▶ [Exercise prompt]:
Every line from the one containing "self.visibility = visibility;" to the one containing "let colors = self.theme.toggle();" in the records below, both included, must be set down exactly, and no other line.

▶ [Data section]:
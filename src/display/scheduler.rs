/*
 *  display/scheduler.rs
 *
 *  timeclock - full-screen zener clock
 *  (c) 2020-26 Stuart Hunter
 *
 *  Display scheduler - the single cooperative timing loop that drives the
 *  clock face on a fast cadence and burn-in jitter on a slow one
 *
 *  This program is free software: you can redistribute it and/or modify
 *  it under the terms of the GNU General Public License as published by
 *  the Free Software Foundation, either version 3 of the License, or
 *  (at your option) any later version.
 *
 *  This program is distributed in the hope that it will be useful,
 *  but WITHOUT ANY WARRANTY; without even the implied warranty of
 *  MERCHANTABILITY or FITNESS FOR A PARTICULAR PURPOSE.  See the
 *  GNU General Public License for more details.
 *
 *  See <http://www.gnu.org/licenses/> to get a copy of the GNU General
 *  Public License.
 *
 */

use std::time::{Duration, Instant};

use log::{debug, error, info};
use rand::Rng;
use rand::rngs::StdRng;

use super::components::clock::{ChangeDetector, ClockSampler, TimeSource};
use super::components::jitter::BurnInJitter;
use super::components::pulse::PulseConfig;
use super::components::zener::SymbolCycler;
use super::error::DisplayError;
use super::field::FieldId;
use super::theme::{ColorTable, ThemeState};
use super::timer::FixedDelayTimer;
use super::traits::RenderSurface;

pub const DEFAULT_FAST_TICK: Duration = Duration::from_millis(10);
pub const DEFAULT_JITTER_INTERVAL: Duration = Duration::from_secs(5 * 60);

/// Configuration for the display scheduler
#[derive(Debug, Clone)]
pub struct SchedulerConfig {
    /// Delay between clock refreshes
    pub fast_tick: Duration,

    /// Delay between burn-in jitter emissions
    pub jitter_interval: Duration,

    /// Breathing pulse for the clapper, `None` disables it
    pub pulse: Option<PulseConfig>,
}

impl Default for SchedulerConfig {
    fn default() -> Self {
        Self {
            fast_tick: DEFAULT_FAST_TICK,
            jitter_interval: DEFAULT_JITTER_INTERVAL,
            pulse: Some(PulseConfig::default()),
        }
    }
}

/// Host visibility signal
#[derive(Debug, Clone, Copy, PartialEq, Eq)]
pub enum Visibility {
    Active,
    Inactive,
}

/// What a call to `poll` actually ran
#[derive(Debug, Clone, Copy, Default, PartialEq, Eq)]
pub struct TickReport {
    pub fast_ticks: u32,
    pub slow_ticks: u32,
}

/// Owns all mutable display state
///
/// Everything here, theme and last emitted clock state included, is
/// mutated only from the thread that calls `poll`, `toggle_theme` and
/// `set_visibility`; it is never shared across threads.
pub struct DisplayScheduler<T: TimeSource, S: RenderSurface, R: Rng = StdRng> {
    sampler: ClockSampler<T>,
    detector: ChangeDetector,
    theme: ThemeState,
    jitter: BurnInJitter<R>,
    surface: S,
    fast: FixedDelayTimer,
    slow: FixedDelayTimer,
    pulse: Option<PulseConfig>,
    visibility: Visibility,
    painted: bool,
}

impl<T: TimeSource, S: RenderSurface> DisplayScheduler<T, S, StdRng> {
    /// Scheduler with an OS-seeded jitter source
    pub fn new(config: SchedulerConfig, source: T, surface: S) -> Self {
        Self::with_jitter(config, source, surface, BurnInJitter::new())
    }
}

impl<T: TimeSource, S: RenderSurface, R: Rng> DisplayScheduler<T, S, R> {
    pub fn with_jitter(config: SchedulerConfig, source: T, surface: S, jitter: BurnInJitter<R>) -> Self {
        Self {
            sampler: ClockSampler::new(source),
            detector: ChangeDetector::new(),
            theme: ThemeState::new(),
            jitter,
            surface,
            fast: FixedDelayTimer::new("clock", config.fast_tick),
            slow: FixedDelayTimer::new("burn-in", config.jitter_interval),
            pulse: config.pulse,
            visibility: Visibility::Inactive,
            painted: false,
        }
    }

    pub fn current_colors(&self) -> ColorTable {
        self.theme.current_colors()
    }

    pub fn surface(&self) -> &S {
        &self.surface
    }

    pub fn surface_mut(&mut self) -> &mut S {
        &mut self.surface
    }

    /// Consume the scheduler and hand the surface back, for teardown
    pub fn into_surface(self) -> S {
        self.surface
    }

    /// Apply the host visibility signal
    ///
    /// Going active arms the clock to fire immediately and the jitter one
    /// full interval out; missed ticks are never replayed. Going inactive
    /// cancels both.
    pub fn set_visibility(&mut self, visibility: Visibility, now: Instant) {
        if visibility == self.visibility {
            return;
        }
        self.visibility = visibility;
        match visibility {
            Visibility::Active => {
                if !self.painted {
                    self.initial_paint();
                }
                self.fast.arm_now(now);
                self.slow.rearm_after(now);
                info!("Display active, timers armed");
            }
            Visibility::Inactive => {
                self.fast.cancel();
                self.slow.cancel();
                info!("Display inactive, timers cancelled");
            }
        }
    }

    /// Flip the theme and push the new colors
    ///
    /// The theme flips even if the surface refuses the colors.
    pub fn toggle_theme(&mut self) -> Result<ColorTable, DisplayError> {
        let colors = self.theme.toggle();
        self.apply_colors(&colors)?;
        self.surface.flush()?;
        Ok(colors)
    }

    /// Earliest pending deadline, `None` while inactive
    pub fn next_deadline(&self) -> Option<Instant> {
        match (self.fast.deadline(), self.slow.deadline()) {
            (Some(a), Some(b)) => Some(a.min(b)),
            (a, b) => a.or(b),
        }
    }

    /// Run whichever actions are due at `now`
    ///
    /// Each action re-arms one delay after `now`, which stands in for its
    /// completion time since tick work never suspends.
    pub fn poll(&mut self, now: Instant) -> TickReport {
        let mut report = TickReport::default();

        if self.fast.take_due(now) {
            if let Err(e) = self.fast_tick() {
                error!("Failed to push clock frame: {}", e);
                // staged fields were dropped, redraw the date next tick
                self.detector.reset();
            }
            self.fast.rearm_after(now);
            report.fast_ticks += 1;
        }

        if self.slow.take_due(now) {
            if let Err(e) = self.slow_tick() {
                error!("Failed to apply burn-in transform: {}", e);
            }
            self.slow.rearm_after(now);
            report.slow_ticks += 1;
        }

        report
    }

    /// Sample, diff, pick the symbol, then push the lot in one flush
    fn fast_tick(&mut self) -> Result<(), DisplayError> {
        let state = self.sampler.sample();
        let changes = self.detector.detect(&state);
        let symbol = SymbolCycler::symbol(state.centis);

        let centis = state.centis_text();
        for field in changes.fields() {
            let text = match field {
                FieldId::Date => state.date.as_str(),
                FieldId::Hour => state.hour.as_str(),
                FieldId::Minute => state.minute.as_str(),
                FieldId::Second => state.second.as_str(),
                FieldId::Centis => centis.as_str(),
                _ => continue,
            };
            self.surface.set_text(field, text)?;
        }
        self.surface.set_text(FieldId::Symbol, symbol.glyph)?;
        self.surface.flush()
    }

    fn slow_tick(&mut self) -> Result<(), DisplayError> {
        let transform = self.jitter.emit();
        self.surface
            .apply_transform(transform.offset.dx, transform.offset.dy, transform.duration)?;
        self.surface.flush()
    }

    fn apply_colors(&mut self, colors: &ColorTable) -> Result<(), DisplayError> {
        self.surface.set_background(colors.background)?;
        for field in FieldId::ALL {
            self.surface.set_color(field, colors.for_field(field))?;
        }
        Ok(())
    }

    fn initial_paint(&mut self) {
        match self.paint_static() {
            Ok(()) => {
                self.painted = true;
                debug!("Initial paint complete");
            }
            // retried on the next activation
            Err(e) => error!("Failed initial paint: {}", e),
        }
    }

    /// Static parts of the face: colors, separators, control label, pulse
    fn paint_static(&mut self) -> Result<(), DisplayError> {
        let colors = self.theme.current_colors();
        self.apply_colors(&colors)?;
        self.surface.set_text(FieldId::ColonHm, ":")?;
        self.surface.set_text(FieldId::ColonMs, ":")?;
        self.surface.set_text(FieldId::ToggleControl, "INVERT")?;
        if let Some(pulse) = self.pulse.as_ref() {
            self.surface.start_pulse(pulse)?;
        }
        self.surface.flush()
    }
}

▶ [Exercise result]:
        self.visibility = visibility;
        match visibility {
            Visibility::Active => {
                if !self.painted {
                    self.initial_paint();
                }
                self.fast.arm_now(now);
                self.slow.rearm_after(now);
                info!("Display active, timers armed");
            }
            Visibility::Inactive => {
                self.fast.cancel();
                self.slow.cancel();
                info!("Display inactive, timers cancelled");
            }
        }
    }

    /// Flip the theme and push the new colors
    ///
    /// The theme flips even if the surface refuses the colors.
    pub fn toggle_theme(&mut self) -> Result<ColorTable, DisplayError> {
        let colors = self.theme.toggle();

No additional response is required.